Es war nicht leicht, dem 77jährigen Diktator am Nil ein bisschen Demokratisierung abzutrotzen. Noch vor zwei Jahren schienen Demonstrationen gegen das Regime undenkbar. Da hatten sich allerdings die Gruppen, die später die Kifaya-Bewegung bilden sollten, schon zusammengefunden. Zunächst organisierten sie Proteste zur Intifada und zum Irak-Krieg. Das war auch Kritik an Mubaraks guten Beziehungen zu Israel und seiner zögerlichen Ablehnung der US-amerikanischen Invasion im Irak. Aber es war noch kein direkter Angriff. Der kam erst im Dezember 2004. Rund 500 Menschenrechtler, Linke, Liberale und Islamisten demonstrierten in Kairo gegen die Vererbung des Präsidentenamts. Damals sah es noch so aus, als werde Mubaraks Sohn das Amt von seinem Vater übernehmen. Seitdem hat die Bewegung regelmäßig Aktionen gegen das Regime organisiert.

In seiner Wahlkampferöffnungsrede hat der Diktator nun versprochen, über die Abschaffung des Informationsministeriums nachzudenken. Eine unabhängigere Behörde soll dann die Regulierung der Presse übernehmen. Auch die Justiz soll unabhängiger werden. Mubarak will die Frauenquote im Parlament erhöhen und denkt über die Aufhebung der Ausnahmegesetzgebung nach, die seit dem Attentat auf seinen Vorgänger Anwar al-Sadat im Jahr 1981 in Kraft ist.

Alles nur schöne Worte, glauben die meisten in der Kifaya-Bewegung. Die Aufhebung der Ausnahmegesetze etwa werde kaum eine Veränderung bringen. Denn vieles davon habe längst seinen Weg in die zivile Gesetzgebung gefunden, etwa die Einschränkung der Versammlungs- und Vereinigungsfreiheit.

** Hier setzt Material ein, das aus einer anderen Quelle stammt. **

//! `typed-json`: schema-driven JSON decoding for request and response bodies.
//!
//! A consuming type declares a static [`Schema`] and implements [`Model`].
//! Decoding parses the bytes with [`json_text`], checks every declared field
//! for presence and kind, range-checks integers on their decimal text, and
//! only then builds the value. Errors come back as [`DecodeError`] values
//! naming the field and reason; out-of-range integers are reported, never
//! truncated.
//!
//! Encoding writes the schema's fields in declaration order and leaves absent
//! optional values out, so `decode(encode(v)) == v`.
//!
//! Both directions are pure and hold no shared state; they can run
//! concurrently from any number of threads.

pub mod body;
pub mod codec;
pub mod error;
pub mod model;
pub mod options;
pub mod record;
pub mod schema;

pub use body::{Body, JsonResponse, JSON_CONTENT_TYPE};
pub use codec::{
    decode, decode_record, decode_value, decode_value_with, decode_with, encode, encode_record,
    encode_value, project, record_to_value,
};
pub use error::{DecodeError, DecodeErrorKind};
pub use model::Model;
pub use options::{DecodeOptions, ErrorMode};
pub use record::{FieldValue, Record};
pub use schema::{Field, FieldKind, Schema};

pub use json_text::{JsonNumber, JsonValue, ValueKind};
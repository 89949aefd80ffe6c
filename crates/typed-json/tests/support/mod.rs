#![allow(dead_code)]

use typed_json::{DecodeError, Field, Model, Record, Schema};

const TEST_MODEL_FIELDS: &[Field] = &[
    Field::string("foo"),
    Field::int64("baz"),
    Field::optional_string("opt"),
    Field::optional_int64("bomb"),
];

pub static TEST_MODEL: Schema = Schema::new(TEST_MODEL_FIELDS);

#[derive(Debug, Clone, PartialEq, Eq)]
pub struct TestModel {
    pub foo: String,
    pub baz: i64,
    pub opt: Option<String>,
    pub bomb: Option<i64>,
}

impl TestModel {
    pub fn new(foo: &str, baz: i64) -> Self {
        Self {
            foo: foo.to_string(),
            baz,
            opt: None,
            bomb: None,
        }
    }
}

impl Model for TestModel {
    fn schema() -> &'static Schema {
        &TEST_MODEL
    }

    fn from_record(mut record: Record) -> Result<Self, DecodeError> {
        Ok(Self {
            foo: record.take_string("foo")?,
            baz: record.take_i64("baz")?,
            opt: record.take_opt_string("opt")?,
            bomb: record.take_opt_i64("bomb")?,
        })
    }

    fn to_record(&self) -> Record {
        Record::new(&TEST_MODEL)
            .with("foo", self.foo.as_str())
            .with("baz", self.baz)
            .with("opt", self.opt.clone())
            .with("bomb", self.bomb)
    }
}
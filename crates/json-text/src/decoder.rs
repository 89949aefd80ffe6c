//! `JsonDecoder`: strict JSON text reader producing [`JsonValue`].
//!
//! Follows RFC 8259 with no extensions: no comments, no trailing commas, no
//! leading `+` or leading zeros on numbers, no unescaped control characters
//! in strings, no lone surrogate escapes. Anything after the root value other
//! than whitespace is rejected.

use crate::error::JsonError;
use crate::value::{JsonNumber, JsonObject, JsonValue};

/// Default nesting limit, matching `serde_json`'s recursion limit.
pub const DEFAULT_MAX_DEPTH: usize = 128;

#[derive(Debug, Clone, Copy, PartialEq, Eq)]
pub struct DecoderOptions {
    /// Maximum number of nested arrays/objects. Deeper input fails with
    /// [`JsonError::DepthLimit`].
    pub max_depth: usize,
}

impl Default for DecoderOptions {
    fn default() -> Self {
        Self {
            max_depth: DEFAULT_MAX_DEPTH,
        }
    }
}

/// Stateless decoder; one instance can be shared across threads.
#[derive(Debug, Clone, Default)]
pub struct JsonDecoder {
    options: DecoderOptions,
}

impl JsonDecoder {
    pub fn new() -> Self {
        Self::default()
    }

    pub fn with_options(options: DecoderOptions) -> Self {
        Self { options }
    }

    pub fn options(&self) -> &DecoderOptions {
        &self.options
    }

    /// Parse a complete JSON text.
    ///
    /// # Example
    ///
    /// ```
    /// use json_text::{JsonDecoder, JsonError};
    ///
    /// let decoder = JsonDecoder::new();
    /// let value = decoder.decode(br#"{"a":[1,true,null]}"#).unwrap();
    /// assert_eq!(value.to_string(), r#"{"a":[1,true,null]}"#);
    ///
    /// assert_eq!(decoder.decode(b"{} x"), Err(JsonError::TrailingData(3)));
    /// ```
    pub fn decode(&self, input: &[u8]) -> Result<JsonValue, JsonError> {
        let mut reader = Reader {
            data: input,
            x: 0,
            depth: 0,
            max_depth: self.options.max_depth,
        };
        let value = reader.read_any()?;
        reader.skip_whitespace();
        if reader.x < input.len() {
            return Err(JsonError::TrailingData(reader.x));
        }
        Ok(value)
    }
}

/// Parse a complete JSON text with default options.
pub fn from_slice(input: &[u8]) -> Result<JsonValue, JsonError> {
    JsonDecoder::new().decode(input)
}

/// Scan one number token starting at `start`.
///
/// Returns the end offset and whether the token is a plain integer (no
/// fraction, no exponent).
pub(crate) fn scan_number(data: &[u8], start: usize) -> Result<(usize, bool), JsonError> {
    let mut x = start;
    if data.get(x) == Some(&b'-') {
        x += 1;
    }
    match data.get(x) {
        Some(b'0') => x += 1,
        Some(b'1'..=b'9') => x = skip_digits(data, x + 1),
        _ => return Err(JsonError::InvalidNumber(start)),
    }
    let mut integer = true;
    if data.get(x) == Some(&b'.') {
        integer = false;
        let digits = x + 1;
        x = skip_digits(data, digits);
        if x == digits {
            return Err(JsonError::InvalidNumber(start));
        }
    }
    if matches!(data.get(x), Some(b'e' | b'E')) {
        integer = false;
        x += 1;
        if matches!(data.get(x), Some(b'+' | b'-')) {
            x += 1;
        }
        let digits = x;
        x = skip_digits(data, digits);
        if x == digits {
            return Err(JsonError::InvalidNumber(start));
        }
    }
    // "01" would otherwise split into two tokens.
    if data.get(x).is_some_and(u8::is_ascii_digit) {
        return Err(JsonError::InvalidNumber(start));
    }
    Ok((x, integer))
}

fn skip_digits(data: &[u8], mut x: usize) -> usize {
    while data.get(x).is_some_and(u8::is_ascii_digit) {
        x += 1;
    }
    x
}

struct Reader<'a> {
    data: &'a [u8],
    x: usize,
    depth: usize,
    max_depth: usize,
}

impl<'a> Reader<'a> {
    fn peek(&self) -> Result<u8, JsonError> {
        self.data.get(self.x).copied().ok_or(JsonError::UnexpectedEnd)
    }

    fn skip_whitespace(&mut self) {
        while let Some(b' ' | b'\t' | b'\n' | b'\r') = self.data.get(self.x) {
            self.x += 1;
        }
    }

    fn read_any(&mut self) -> Result<JsonValue, JsonError> {
        self.skip_whitespace();
        match self.peek()? {
            b'"' => Ok(JsonValue::String(self.read_str()?)),
            b'{' => self.read_obj(),
            b'[' => self.read_arr(),
            b't' => self.read_literal(b"true", JsonValue::Bool(true)),
            b'f' => self.read_literal(b"false", JsonValue::Bool(false)),
            b'n' => self.read_literal(b"null", JsonValue::Null),
            b'-' | b'0'..=b'9' => self.read_num(),
            _ => Err(JsonError::Invalid(self.x)),
        }
    }

    fn read_literal(&mut self, literal: &[u8], value: JsonValue) -> Result<JsonValue, JsonError> {
        let rest = &self.data[self.x..];
        if rest.starts_with(literal) {
            self.x += literal.len();
            Ok(value)
        } else if literal.starts_with(rest) {
            Err(JsonError::UnexpectedEnd)
        } else {
            Err(JsonError::Invalid(self.x))
        }
    }

    fn read_num(&mut self) -> Result<JsonValue, JsonError> {
        let start = self.x;
        let (end, _) = scan_number(self.data, start)?;
        self.x = end;
        let text = self.utf8(start, end)?;
        Ok(JsonValue::Number(JsonNumber::from_token(text)))
    }

    fn utf8(&self, from: usize, to: usize) -> Result<&'a str, JsonError> {
        std::str::from_utf8(&self.data[from..to])
            .map_err(|err| JsonError::InvalidUtf8(from + err.valid_up_to()))
    }

    fn read_str(&mut self) -> Result<String, JsonError> {
        self.x += 1; // opening quote
        let mut out = String::new();
        let mut run = self.x;
        loop {
            match self.peek()? {
                b'"' => {
                    out.push_str(self.utf8(run, self.x)?);
                    self.x += 1;
                    return Ok(out);
                }
                b'\\' => {
                    out.push_str(self.utf8(run, self.x)?);
                    self.read_escape(&mut out)?;
                    run = self.x;
                }
                0x00..=0x1f => return Err(JsonError::ControlCharacter(self.x)),
                _ => self.x += 1,
            }
        }
    }

    fn read_escape(&mut self, out: &mut String) -> Result<(), JsonError> {
        let at = self.x;
        let marker = *self.data.get(at + 1).ok_or(JsonError::UnexpectedEnd)?;
        self.x = at + 2;
        let ch = match marker {
            b'"' => '"',
            b'\\' => '\\',
            b'/' => '/',
            b'b' => '\u{08}',
            b'f' => '\u{0c}',
            b'n' => '\n',
            b'r' => '\r',
            b't' => '\t',
            b'u' => self.read_unicode_escape(at)?,
            _ => return Err(JsonError::InvalidEscape(at)),
        };
        out.push(ch);
        Ok(())
    }

    fn read_unicode_escape(&mut self, at: usize) -> Result<char, JsonError> {
        let high = self.read_hex4(at)?;
        let code = match high {
            0xD800..=0xDBFF => {
                if self.data.get(self.x) != Some(&b'\\') || self.data.get(self.x + 1) != Some(&b'u')
                {
                    return Err(JsonError::InvalidEscape(at));
                }
                self.x += 2;
                let low = self.read_hex4(at)?;
                if !(0xDC00..=0xDFFF).contains(&low) {
                    return Err(JsonError::InvalidEscape(at));
                }
                0x10000 + ((u32::from(high) - 0xD800) << 10) + (u32::from(low) - 0xDC00)
            }
            0xDC00..=0xDFFF => return Err(JsonError::InvalidEscape(at)),
            _ => u32::from(high),
        };
        char::from_u32(code).ok_or(JsonError::InvalidEscape(at))
    }

    fn read_hex4(&mut self, at: usize) -> Result<u16, JsonError> {
        let end = self.x + 4;
        let digits = self.data.get(self.x..end).ok_or(JsonError::UnexpectedEnd)?;
        let mut code: u16 = 0;
        for &b in digits {
            let nibble = char::from(b).to_digit(16).ok_or(JsonError::InvalidEscape(at))?;
            code = (code << 4) | nibble as u16;
        }
        self.x = end;
        Ok(code)
    }

    fn enter(&mut self) -> Result<(), JsonError> {
        if self.depth >= self.max_depth {
            return Err(JsonError::DepthLimit(self.max_depth));
        }
        self.depth += 1;
        Ok(())
    }

    fn read_arr(&mut self) -> Result<JsonValue, JsonError> {
        self.enter()?;
        self.x += 1;
        let mut arr = Vec::new();
        self.skip_whitespace();
        if self.peek()? == b']' {
            self.x += 1;
        } else {
            loop {
                arr.push(self.read_any()?);
                self.skip_whitespace();
                match self.peek()? {
                    b',' => self.x += 1,
                    b']' => {
                        self.x += 1;
                        break;
                    }
                    _ => return Err(JsonError::Invalid(self.x)),
                }
            }
        }
        self.depth -= 1;
        Ok(JsonValue::Array(arr))
    }

    fn read_obj(&mut self) -> Result<JsonValue, JsonError> {
        self.enter()?;
        self.x += 1;
        let mut obj = JsonObject::new();
        self.skip_whitespace();
        if self.peek()? == b'}' {
            self.x += 1;
        } else {
            loop {
                self.skip_whitespace();
                if self.peek()? != b'"' {
                    return Err(JsonError::Invalid(self.x));
                }
                let key = self.read_str()?;
                self.skip_whitespace();
                if self.peek()? != b':' {
                    return Err(JsonError::Invalid(self.x));
                }
                self.x += 1;
                let value = self.read_any()?;
                // Duplicate keys: last write wins, first position is kept.
                obj.insert(key, value);
                self.skip_whitespace();
                match self.peek()? {
                    b',' => self.x += 1,
                    b'}' => {
                        self.x += 1;
                        break;
                    }
                    _ => return Err(JsonError::Invalid(self.x)),
                }
            }
        }
        self.depth -= 1;
        Ok(JsonValue::Object(obj))
    }
}
use thiserror::Error;

/// Failure while reading JSON text. Offsets are byte positions in the input.
#[derive(Debug, Error, Clone, PartialEq, Eq)]
pub enum JsonError {
    #[error("invalid json at byte {0}")]
    Invalid(usize),
    #[error("unexpected end of json input")]
    UnexpectedEnd,
    #[error("invalid utf-8 at byte {0}")]
    InvalidUtf8(usize),
    #[error("invalid number at byte {0}")]
    InvalidNumber(usize),
    #[error("invalid escape sequence at byte {0}")]
    InvalidEscape(usize),
    #[error("unescaped control character at byte {0}")]
    ControlCharacter(usize),
    #[error("trailing data at byte {0}")]
    TrailingData(usize),
    #[error("nesting exceeds {0} levels")]
    DepthLimit(usize),
}

impl JsonError {
    /// Byte offset the error points at, when it has one.
    pub fn offset(&self) -> Option<usize> {
        match self {
            Self::Invalid(x)
            | Self::InvalidUtf8(x)
            | Self::InvalidNumber(x)
            | Self::InvalidEscape(x)
            | Self::ControlCharacter(x)
            | Self::TrailingData(x) => Some(*x),
            Self::UnexpectedEnd | Self::DepthLimit(_) => None,
        }
    }
}
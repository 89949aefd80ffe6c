use crate::body::JsonResponse;
use crate::codec;
use crate::error::DecodeError;
use crate::record::Record;
use crate::schema::Schema;

/// A type with a fixed JSON shape.
///
/// Implementors name their [`Schema`] and convert to and from a [`Record`];
/// the codec does the parsing, validation and serialization around that.
///
/// # Example
///
/// ```
/// use typed_json::{DecodeError, Field, Model, Record, Schema};
///
/// #[derive(Debug, PartialEq)]
/// struct Point {
///     x: i64,
///     label: Option<String>,
/// }
///
/// const POINT_FIELDS: &[Field] = &[Field::int64("x"), Field::optional_string("label")];
/// static POINT: Schema = Schema::new(POINT_FIELDS);
///
/// impl Model for Point {
///     fn schema() -> &'static Schema {
///         &POINT
///     }
///
///     fn from_record(mut record: Record) -> Result<Self, DecodeError> {
///         Ok(Self {
///             x: record.take_i64("x")?,
///             label: record.take_opt_string("label")?,
///         })
///     }
///
///     fn to_record(&self) -> Record {
///         Record::new(&POINT)
///             .with("x", self.x)
///             .with("label", self.label.clone())
///     }
/// }
///
/// let point = Point::decode(br#"{"x": -3}"#).unwrap();
/// assert_eq!(point, Point { x: -3, label: None });
/// assert_eq!(point.encode(), br#"{"x":-3}"#);
/// ```
pub trait Model: Sized {
    fn schema() -> &'static Schema;

    /// Build the value from a record that already passed schema validation.
    fn from_record(record: Record) -> Result<Self, DecodeError>;

    fn to_record(&self) -> Record;

    fn decode(bytes: &[u8]) -> Result<Self, DecodeError> {
        codec::decode(bytes)
    }

    fn encode(&self) -> Vec<u8> {
        codec::encode(self)
    }

    /// A 200 response carrying this value as a JSON body.
    fn make_response(&self) -> JsonResponse {
        JsonResponse::ok(self)
    }
}
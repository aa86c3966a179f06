//! CSP model definition.

use chrono::NaiveDate;

use super::error::ModelError;
use super::types::{Constraint, Operator};

/// A date-scheduling problem: `n` variables over a shared inclusive date
/// range, plus unary and binary constraints.
///
/// # Examples
///
/// ```
/// use chrono::NaiveDate;
/// use u_csp::csp::{CspModel, Operator};
///
/// let start = NaiveDate::from_ymd_opt(2024, 1, 1).unwrap();
/// let end = NaiveDate::from_ymd_opt(2024, 1, 3).unwrap();
///
/// let mut model = CspModel::new(2, start, end);
/// model.add_binary(0, Operator::NotEqual, 1);
/// model.add_unary(0, Operator::Equal, start);
/// assert!(model.validate().is_ok());
/// assert_eq!(model.constraint_count(), 2);
/// ```
#[derive(Debug, Clone, PartialEq, Eq)]
#[cfg_attr(feature = "serde", derive(serde::Serialize, serde::Deserialize))]
pub struct CspModel {
    /// Number of variables (events to schedule).
    pub num_variables: usize,
    /// First date of every initial domain.
    pub start: NaiveDate,
    /// Last date of every initial domain (inclusive).
    pub end: NaiveDate,
    /// Constraints, in insertion order.
    pub constraints: Vec<Constraint>,
}

impl CspModel {
    /// Creates a model with no constraints.
    pub fn new(num_variables: usize, start: NaiveDate, end: NaiveDate) -> Self {
        Self {
            num_variables,
            start,
            end,
            constraints: Vec::new(),
        }
    }

    /// Replaces the constraint list.
    pub fn with_constraints(mut self, constraints: impl IntoIterator<Item = Constraint>) -> Self {
        self.constraints = constraints.into_iter().collect();
        self
    }

    /// Adds a constraint.
    pub fn add_constraint(&mut self, constraint: Constraint) {
        self.constraints.push(constraint);
    }

    /// Convenience: add `var <op> bound`.
    pub fn add_unary(&mut self, var: usize, op: Operator, bound: NaiveDate) {
        self.constraints.push(Constraint::unary(var, op, bound));
    }

    /// Convenience: add `left <op> right`.
    pub fn add_binary(&mut self, left: usize, op: Operator, right: usize) {
        self.constraints.push(Constraint::binary(left, op, right));
    }

    /// Validates the model.
    ///
    /// Checks that the date range is not inverted and that every constraint
    /// references existing variables.
    pub fn validate(&self) -> Result<(), ModelError> {
        if self.start > self.end {
            return Err(ModelError::InvalidRange {
                start: self.start,
                end: self.end,
            });
        }
        for (i, c) in self.constraints.iter().enumerate() {
            let index = c.max_index();
            if index >= self.num_variables {
                return Err(ModelError::VariableOutOfRange {
                    constraint: i,
                    index,
                    num_variables: self.num_variables,
                });
            }
        }
        Ok(())
    }

    /// Returns the number of variables.
    pub fn variable_count(&self) -> usize {
        self.num_variables
    }

    /// Returns the number of constraints.
    pub fn constraint_count(&self) -> usize {
        self.constraints.len()
    }

    /// Number of days in the shared range (0 if inverted).
    pub fn range_len(&self) -> usize {
        let days = (self.end - self.start).num_days();
        if days < 0 {
            0
        } else {
            days as usize + 1
        }
    }

    /// Whether `assignment` is a complete solution.
    ///
    /// Requires one in-range date per variable and every constraint to hold.
    /// Unlike the partial check used during search, nothing is left unset
    /// here, so a short assignment is rejected rather than vacuously accepted.
    pub fn is_solution(&self, assignment: &[NaiveDate]) -> bool {
        assignment.len() == self.num_variables
            && assignment
                .iter()
                .all(|d| (self.start..=self.end).contains(d))
            && self.constraints.iter().all(|c| c.is_satisfied_by(assignment))
    }
}
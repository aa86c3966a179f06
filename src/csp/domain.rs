//! Per-variable date domains.

use chrono::NaiveDate;
use std::collections::BTreeSet;

/// Every day from `start` to `end`, inclusive, in ascending order.
///
/// Empty when `start > end`.
pub fn date_range(start: NaiveDate, end: NaiveDate) -> impl Iterator<Item = NaiveDate> {
    std::iter::successors(Some(start), |d| d.succ_opt()).take_while(move |d| *d <= end)
}

/// Candidate dates for every variable.
///
/// Each variable owns its own set; domains only ever shrink. Iteration is in
/// ascending date order, which fixes the value order used by search.
#[derive(Debug, Clone, PartialEq, Eq)]
pub struct DomainStore {
    domains: Vec<BTreeSet<NaiveDate>>,
}

impl DomainStore {
    /// Creates `n` domains, each holding every day in `[start, end]`.
    pub fn new(n: usize, start: NaiveDate, end: NaiveDate) -> Self {
        let full: BTreeSet<NaiveDate> = date_range(start, end).collect();
        Self {
            domains: vec![full; n],
        }
    }

    /// Number of variables.
    pub fn len(&self) -> usize {
        self.domains.len()
    }

    pub fn is_empty(&self) -> bool {
        self.domains.is_empty()
    }

    /// The domain of variable `var`.
    ///
    /// # Panics
    /// Panics if `var` is out of range.
    pub fn domain(&self, var: usize) -> &BTreeSet<NaiveDate> {
        &self.domains[var]
    }

    /// Number of values left for `var`.
    pub fn size(&self, var: usize) -> usize {
        self.domains[var].len()
    }

    pub fn contains(&self, var: usize, value: NaiveDate) -> bool {
        self.domains[var].contains(&value)
    }

    /// Whether some variable has no value left.
    pub fn has_empty_domain(&self) -> bool {
        self.domains.iter().any(BTreeSet::is_empty)
    }

    /// Sum of all domain sizes.
    pub fn total_size(&self) -> usize {
        self.domains.iter().map(BTreeSet::len).sum()
    }

    /// Keeps only values of `var` for which `keep` returns true.
    ///
    /// Returns the number of values removed.
    pub fn retain<F>(&mut self, var: usize, mut keep: F) -> usize
    where
        F: FnMut(NaiveDate) -> bool,
    {
        let domain = &mut self.domains[var];
        let before = domain.len();
        domain.retain(|d| keep(*d));
        before - domain.len()
    }

    /// Removes every value in `values` from `var`'s domain.
    ///
    /// Returns the number of values actually removed.
    pub fn remove_all(&mut self, var: usize, values: &[NaiveDate]) -> usize {
        let domain = &mut self.domains[var];
        values.iter().filter(|v| domain.remove(v)).count()
    }

    /// Consumes the store, returning one sorted `Vec` per variable.
    pub fn into_vecs(self) -> Vec<Vec<NaiveDate>> {
        self.domains
            .into_iter()
            .map(|d| d.into_iter().collect())
            .collect()
    }
}
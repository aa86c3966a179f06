//! Error types.

use chrono::NaiveDate;

/// A malformed model.
#[derive(Debug, Clone, PartialEq, Eq, thiserror::Error)]
pub enum ModelError {
    #[error("invalid date range: start {start} is after end {end}")]
    InvalidRange { start: NaiveDate, end: NaiveDate },

    #[error("constraint {constraint} references variable {index}, but the model has {num_variables} variables")]
    VariableOutOfRange {
        /// Position of the offending constraint in the model.
        constraint: usize,
        index: usize,
        num_variables: usize,
    },
}

/// An operator string that is not one of `== != > < >= <=`.
#[derive(Debug, Clone, PartialEq, Eq, thiserror::Error)]
#[error("unknown operator: {0:?}")]
pub struct ParseOperatorError(pub String);
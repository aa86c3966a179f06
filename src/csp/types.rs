//! Comparison operators, constraints and arcs.

use chrono::NaiveDate;
use std::fmt;
use std::str::FromStr;

use super::error::ParseOperatorError;

/// A comparison between two calendar dates.
///
/// Dates compare by calendar order only (day granularity).
#[derive(Debug, Clone, Copy, PartialEq, Eq, Hash)]
#[cfg_attr(feature = "serde", derive(serde::Serialize, serde::Deserialize))]
pub enum Operator {
    /// `==`: same day.
    Equal,
    /// `!=`: different days.
    NotEqual,
    /// `>`: strictly after.
    After,
    /// `<`: strictly before.
    Before,
    /// `>=`: on or after.
    OnOrAfter,
    /// `<=`: on or before.
    OnOrBefore,
}

impl Operator {
    /// All operators, in declaration order.
    pub const ALL: [Operator; 6] = [
        Operator::Equal,
        Operator::NotEqual,
        Operator::After,
        Operator::Before,
        Operator::OnOrAfter,
        Operator::OnOrBefore,
    ];

    /// Evaluates `left <op> right`.
    pub fn holds(self, left: NaiveDate, right: NaiveDate) -> bool {
        match self {
            Operator::Equal => left == right,
            Operator::NotEqual => left != right,
            Operator::After => left > right,
            Operator::Before => left < right,
            Operator::OnOrAfter => left >= right,
            Operator::OnOrBefore => left <= right,
        }
    }

    /// Evaluates `left <op> right` where either side may be unset.
    ///
    /// An unset operand makes the comparison vacuously true.
    pub fn check(self, left: Option<NaiveDate>, right: Option<NaiveDate>) -> bool {
        match (left, right) {
            (Some(l), Some(r)) => self.holds(l, r),
            _ => true,
        }
    }

    /// The textual symbol, e.g. `">="`.
    pub fn symbol(self) -> &'static str {
        match self {
            Operator::Equal => "==",
            Operator::NotEqual => "!=",
            Operator::After => ">",
            Operator::Before => "<",
            Operator::OnOrAfter => ">=",
            Operator::OnOrBefore => "<=",
        }
    }
}

impl fmt::Display for Operator {
    fn fmt(&self, f: &mut fmt::Formatter<'_>) -> fmt::Result {
        f.write_str(self.symbol())
    }
}

impl FromStr for Operator {
    type Err = ParseOperatorError;

    fn from_str(s: &str) -> Result<Self, Self::Err> {
        match s.trim() {
            "==" => Ok(Operator::Equal),
            "!=" => Ok(Operator::NotEqual),
            ">" => Ok(Operator::After),
            "<" => Ok(Operator::Before),
            ">=" => Ok(Operator::OnOrAfter),
            "<=" => Ok(Operator::OnOrBefore),
            other => Err(ParseOperatorError(other.to_string())),
        }
    }
}

/// A constraint on the dates assigned to one or two variables.
///
/// # Examples
///
/// ```
/// use chrono::NaiveDate;
/// use u_csp::csp::{Constraint, Operator};
///
/// let jan1 = NaiveDate::from_ymd_opt(2024, 1, 1).unwrap();
/// let jan2 = NaiveDate::from_ymd_opt(2024, 1, 2).unwrap();
///
/// let c = Constraint::binary(0, Operator::Before, 1);
/// assert_eq!(c.arity(), 2);
/// assert!(c.is_satisfied(Some(jan1), Some(jan2)));
/// assert!(!c.is_satisfied(Some(jan2), Some(jan1)));
/// ```
#[derive(Debug, Clone, PartialEq, Eq, Hash)]
#[cfg_attr(feature = "serde", derive(serde::Serialize, serde::Deserialize))]
pub enum Constraint {
    /// `var <op> bound`.
    Unary {
        /// Constrained variable.
        var: usize,
        /// Comparison operator.
        op: Operator,
        /// Fixed right-hand date.
        bound: NaiveDate,
    },

    /// `left <op> right`, both sides variables.
    Binary {
        /// Left-hand variable.
        left: usize,
        /// Comparison operator.
        op: Operator,
        /// Right-hand variable.
        right: usize,
    },
}

impl Constraint {
    /// Creates a unary constraint `var <op> bound`.
    pub fn unary(var: usize, op: Operator, bound: NaiveDate) -> Self {
        Constraint::Unary { var, op, bound }
    }

    /// Creates a binary constraint `left <op> right`.
    pub fn binary(left: usize, op: Operator, right: usize) -> Self {
        Constraint::Binary { left, op, right }
    }

    /// Number of variables this constraint references (1 or 2).
    pub fn arity(&self) -> usize {
        match self {
            Constraint::Unary { .. } => 1,
            Constraint::Binary { .. } => 2,
        }
    }

    pub fn operator(&self) -> Operator {
        match *self {
            Constraint::Unary { op, .. } | Constraint::Binary { op, .. } => op,
        }
    }

    /// Left-hand variable index.
    pub fn left(&self) -> usize {
        match *self {
            Constraint::Unary { var, .. } => var,
            Constraint::Binary { left, .. } => left,
        }
    }

    /// Right-hand variable index, for binary constraints.
    pub fn right(&self) -> Option<usize> {
        match *self {
            Constraint::Unary { .. } => None,
            Constraint::Binary { right, .. } => Some(right),
        }
    }

    /// Fixed bound, for unary constraints.
    pub fn bound(&self) -> Option<NaiveDate> {
        match *self {
            Constraint::Unary { bound, .. } => Some(bound),
            Constraint::Binary { .. } => None,
        }
    }

    /// Largest variable index referenced.
    pub fn max_index(&self) -> usize {
        match *self {
            Constraint::Unary { var, .. } => var,
            Constraint::Binary { left, right, .. } => left.max(right),
        }
    }

    /// Applies the operator to `left` and `right`.
    ///
    /// For unary constraints the caller passes the bound as `right`.
    /// Either side being `None` counts as satisfied.
    pub fn is_satisfied(&self, left: Option<NaiveDate>, right: Option<NaiveDate>) -> bool {
        self.operator().check(left, right)
    }

    /// Checks the constraint against a (possibly partial) assignment.
    ///
    /// `assignment[i]` is the date of variable `i`; variables at or past
    /// `assignment.len()` are unassigned.
    pub fn is_satisfied_by(&self, assignment: &[NaiveDate]) -> bool {
        match *self {
            Constraint::Unary { var, op, bound } => {
                op.check(assignment.get(var).copied(), Some(bound))
            }
            Constraint::Binary { left, op, right } => {
                op.check(assignment.get(left).copied(), assignment.get(right).copied())
            }
        }
    }
}

impl fmt::Display for Constraint {
    fn fmt(&self, f: &mut fmt::Formatter<'_>) -> fmt::Result {
        match self {
            Constraint::Unary { var, op, bound } => write!(f, "x{var} {op} {bound}"),
            Constraint::Binary { left, op, right } => write!(f, "x{left} {op} x{right}"),
        }
    }
}

/// A directed arc: values of `head` need support in `tail`.
#[derive(Debug, Clone, Copy, PartialEq, Eq, Hash, PartialOrd, Ord)]
pub struct Arc {
    pub head: usize,
    pub tail: usize,
}

impl Arc {
    pub fn new(head: usize, tail: usize) -> Self {
        Self { head, tail }
    }

    /// The same arc pointing the other way.
    pub fn reversed(self) -> Self {
        Self {
            head: self.tail,
            tail: self.head,
        }
    }
}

Zudem hat der Umgang des Regimes mit den Protesten gegen Mubarak gezeigt, wie schwer es der Regierung noch fällt, kritische Meinungsäußerungen zuzulassen. Im Mai bat die Regierung zu einem Referendum, um die Verfassungsänderung absegnen zu lassen, die die Aufstellung mehrerer Präsidentschaftskandidaten zulässt. Allerdings muss jede Kandidatur von 250 Parlamentariern genehmigt werden, die Abgeordneten gehören aber zu 87 Prozent der regierenden Nationalen Demokratischen Partei an. Als sich vor allem Frauen am 25. Mai zu einer Demonstration gegen das Referendum versammelten, wurden sie und beobachtende Journalistinnen von organisierten Banden angegriffen, zu Boden gerissen, an den Brüsten und zwischen den Beinen begrapscht und teilweise auf der Straße entkleidet. Kaum jemand bezweifelte, dass die NDP die Angreifer geschickt hatte.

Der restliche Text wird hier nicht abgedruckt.